Question

The Least Common Multiple (LCM) of 0.12, 9.60, 0.60 is:
(a) 9.60
(b) 0.12
(c) 0.6
(d) None of these

Answer 1

Hint: First of all write all the numbers in the rational form by eliminating the decimal. Then separately take the prime factorization of numerator and the denominator and then in the final answer write the L.C.M of the numerator and the L.C.M of the denominator.

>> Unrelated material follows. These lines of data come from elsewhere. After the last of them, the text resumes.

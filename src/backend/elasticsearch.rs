//! Elasticsearch document backend
//!
//! Talks to the Elasticsearch REST API with a single shared `reqwest::Client`.
//! The client is cheap to clone and safe to use from concurrent requests.

use async_trait::async_trait;
use reqwest::{Client, RequestBuilder, Response, StatusCode, Url};
use serde_json::{json, Map, Value};
use std::time::Duration;
use tracing::debug;

use super::{DocumentBackend, DocumentError};
use crate::config::ElasticsearchConfig;
use crate::error::{PermissionError, Result};

const USER_AGENT: &str = concat!("permstore/", env!("CARGO_PKG_VERSION"));

#[derive(Debug, Clone)]
pub struct ElasticsearchBackend {
    base_url: Url,
    http: Client,
    credentials: Option<(String, Option<String>)>,
}

impl ElasticsearchBackend {
    pub fn new(config: &ElasticsearchConfig) -> Result<Self> {
        let base_url = Url::parse(&config.url).map_err(|e| {
            PermissionError::ConfigError(format!("Invalid Elasticsearch URL {}: {}", config.url, e))
        })?;
        if base_url.cannot_be_a_base() {
            return Err(PermissionError::ConfigError(format!(
                "Elasticsearch URL {} cannot be used as a base",
                config.url
            )));
        }

        let http = Client::builder()
            .timeout(Duration::from_secs(config.timeout_secs))
            .connect_timeout(Duration::from_secs(config.timeout_secs))
            .user_agent(USER_AGENT)
            .build()
            .map_err(|e| {
                PermissionError::ConnectionError(format!("Failed to build HTTP client: {}", e))
            })?;

        let credentials = config
            .username
            .as_ref()
            .filter(|name| !name.is_empty())
            .map(|name| (name.clone(), config.password.clone()));

        Ok(Self {
            base_url,
            http,
            credentials,
        })
    }

    pub fn base_url(&self) -> &Url {
        &self.base_url
    }

    /// Build `{base}/{segments...}`, percent-encoding every segment.
    ///
    /// `.` and `..` are refused: the URL parser would drop them and the
    /// request would land on a different endpoint.
    fn endpoint(&self, segments: &[&str]) -> std::result::Result<Url, DocumentError> {
        if let Some(dots) = segments.iter().find(|s| **s == "." || **s == "..") {
            return Err(DocumentError::Rejected {
                status: 400,
                reason: format!("'{}' cannot be used as a path segment", dots),
            });
        }
        let mut url = self.base_url.clone();
        url.path_segments_mut()
            .map_err(|_| DocumentError::Unavailable(format!("invalid base url {}", self.base_url)))?
            .pop_if_empty()
            .extend(segments);
        Ok(url)
    }

    fn document_url(
        &self,
        index: &str,
        doc_type: &str,
        id: &str,
    ) -> std::result::Result<Url, DocumentError> {
        self.endpoint(&[index, doc_type, id])
    }

    fn update_url(
        &self,
        index: &str,
        doc_type: &str,
        id: &str,
    ) -> std::result::Result<Url, DocumentError> {
        if doc_type == "_doc" {
            self.endpoint(&[index, "_update", id])
        } else {
            self.endpoint(&[index, doc_type, id, "_update"])
        }
    }

    async fn send(&self, req: RequestBuilder) -> std::result::Result<Response, DocumentError> {
        let req = match self.credentials {
            Some((ref user, ref password)) => req.basic_auth(user, password.as_deref()),
            None => req,
        };
        req.send().await.map_err(transport_error)
    }
}

/// Connection failures and client-side timeouts alike mean the cluster is unreachable.
fn transport_error(err: reqwest::Error) -> DocumentError {
    DocumentError::Unavailable(err.to_string())
}

/// Pull `error.reason` (or a plain `error` string) out of an error body.
fn error_reason(body: &str) -> Option<String> {
    let value: Value = serde_json::from_str(body).ok()?;
    match value.get("error")? {
        Value::Object(err) => err
            .get("reason")
            .and_then(Value::as_str)
            .map(str::to_string),
        Value::String(reason) => Some(reason.clone()),
        _ => None,
    }
}

fn is_index_missing(body: &str) -> bool {
    serde_json::from_str::<Value>(body)
        .ok()
        .and_then(|v| {
            v.pointer("/error/type")
                .and_then(Value::as_str)
                .map(|t| t == "index_not_found_exception")
        })
        .unwrap_or(false)
}

fn rejection(status: StatusCode, body: &str) -> DocumentError {
    let reason = error_reason(body)
        .or_else(|| (!body.is_empty()).then(|| body.to_string()))
        .unwrap_or_else(|| status.canonical_reason().unwrap_or("unknown").to_string());
    DocumentError::Rejected {
        status: status.as_u16(),
        reason,
    }
}

/// Read the body of a successful response and record it for diagnostics.
async fn read_json(resp: Response) -> std::result::Result<Value, DocumentError> {
    let bytes = resp.bytes().await.map_err(transport_error)?;
    let value: Value = serde_json::from_slice(&bytes)
        .map_err(|e| DocumentError::Malformed(format!("invalid JSON body: {}", e)))?;
    debug!(es_response = %value, "elasticsearch response");
    Ok(value)
}

/// Turn a non-success response for document `id` into an error. A 404 means
/// a missing document unless the index itself is gone.
async fn document_failure(resp: Response, id: &str) -> DocumentError {
    let status = resp.status();
    let body = resp.text().await.unwrap_or_default();
    if status == StatusCode::NOT_FOUND && !is_index_missing(&body) {
        return DocumentError::NotFound(id.to_string());
    }
    rejection(status, &body)
}

/// Extract `_source` from a get response.
fn source_of(mut response: Value, id: &str) -> std::result::Result<Value, DocumentError> {
    if response.get("found").and_then(Value::as_bool) == Some(false) {
        return Err(DocumentError::NotFound(id.to_string()));
    }
    response
        .get_mut("_source")
        .map(Value::take)
        .ok_or_else(|| DocumentError::Malformed(format!("response for {} has no _source", id)))
}

#[async_trait]
impl DocumentBackend for ElasticsearchBackend {
    async fn index_exists(&self, index: &str) -> std::result::Result<bool, DocumentError> {
        let url = self.endpoint(&[index])?;
        let resp = self.send(self.http.head(url)).await?;
        match resp.status() {
            StatusCode::OK => Ok(true),
            StatusCode::NOT_FOUND => Ok(false),
            status => {
                let body = resp.text().await.unwrap_or_default();
                Err(rejection(status, &body))
            }
        }
    }

    async fn create_index(
        &self,
        index: &str,
        mapping: &str,
    ) -> std::result::Result<(), DocumentError> {
        let url = self.endpoint(&[index])?;
        let req = self
            .http
            .put(url)
            .header(reqwest::header::CONTENT_TYPE, "application/json")
            .body(mapping.to_string());
        let resp = self.send(req).await?;
        if !resp.status().is_success() {
            let status = resp.status();
            let body = resp.text().await.unwrap_or_default();
            return Err(rejection(status, &body));
        }
        read_json(resp).await?;
        Ok(())
    }

    async fn get_document(
        &self,
        index: &str,
        doc_type: &str,
        id: &str,
    ) -> std::result::Result<Value, DocumentError> {
        let url = self.document_url(index, doc_type, id)?;
        let resp = self.send(self.http.get(url)).await?;
        if !resp.status().is_success() {
            return Err(document_failure(resp, id).await);
        }
        source_of(read_json(resp).await?, id)
    }

    async fn index_document(
        &self,
        index: &str,
        doc_type: &str,
        id: &str,
        body: &Value,
    ) -> std::result::Result<(), DocumentError> {
        let url = self.document_url(index, doc_type, id)?;
        let resp = self.send(self.http.put(url).json(body)).await?;
        if !resp.status().is_success() {
            let status = resp.status();
            let body = resp.text().await.unwrap_or_default();
            return Err(rejection(status, &body));
        }
        read_json(resp).await?;
        Ok(())
    }

    async fn update_document(
        &self,
        index: &str,
        doc_type: &str,
        id: &str,
        fields: &Map<String, Value>,
    ) -> std::result::Result<(), DocumentError> {
        let url = self.update_url(index, doc_type, id)?;
        let body = json!({ "doc": fields });
        let resp = self.send(self.http.post(url).json(&body)).await?;
        if !resp.status().is_success() {
            return Err(document_failure(resp, id).await);
        }
        read_json(resp).await?;
        Ok(())
    }

    async fn delete_document(
        &self,
        index: &str,
        doc_type: &str,
        id: &str,
    ) -> std::result::Result<(), DocumentError> {
        let url = self.document_url(index, doc_type, id)?;
        let resp = self.send(self.http.delete(url)).await?;
        if !resp.status().is_success() {
            return Err(document_failure(resp, id).await);
        }
        read_json(resp).await?;
        Ok(())
    }
}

This is how we are going to find the L.C.M of the given numbers.

Complete step by step solution:
The three numbers given in the above problem of which we have to find the L.C.M is as follows:
0.12, 9.60, 0.60
Now, converting the above decimals into the fraction form and that can be done when decimal is removed from each of the three expressions then we will divide each of the three numbers by 100 and the above numbers will look as follows:
$\dfrac{12}{100},\dfrac{960}{100},\dfrac{60}{100}$
Taking the prime factorization of all the three numerators of the above expression we get,
$\begin{align}
  & 12=2\times 2\times 3 \\
 & 960=2\times 2\times 2\times 2\times 2\times 2\times 3\times 5 \\
 & 60=2\times 2\times 3\times 5 \\
\end{align}$
Now, we are going to find the L.C.M of the above three numbers. For that, first of all, we will find the common factors in the above three numbers which are 12 then we will multiply the remaining factors which are not common in all the three numbers. The remaining factors in 960 are 80 and the remaining factors in 60 are 5. But the catch is that the 5 factor has come in 960 and 60 also so if we take the factor 5 separately then we will double count the factor 5 so dropping the factor 5 from 60. Now, multiplying 12 by 80 we get,
$\begin{align}
  & 12\times 80 \\
 & =960 \\
\end{align}$
From the above, we have found the L.C.M of the numerator as 960. Now, we are going to find the L.C.M of the denominator.
All the denominators of the three numbers are the same and are 100 so the L.C.M of the denominator is 100.
Now, writing the L.C.M of the numerator and the denominator we get,
$\begin{align}
  & \dfrac{960}{100} \\
 & =9.60 \\
\end{align}$
Hence, we got the L.C.M of the three numbers as 9.60

So, the correct answer is “Option A”.

Note: To get the correct L.C.M of the three given numbers make sure you have correctly written the prime factorization of the numerators. Also, correctly write the L.C.M of the numerator by not double counting the remaining factors from 60.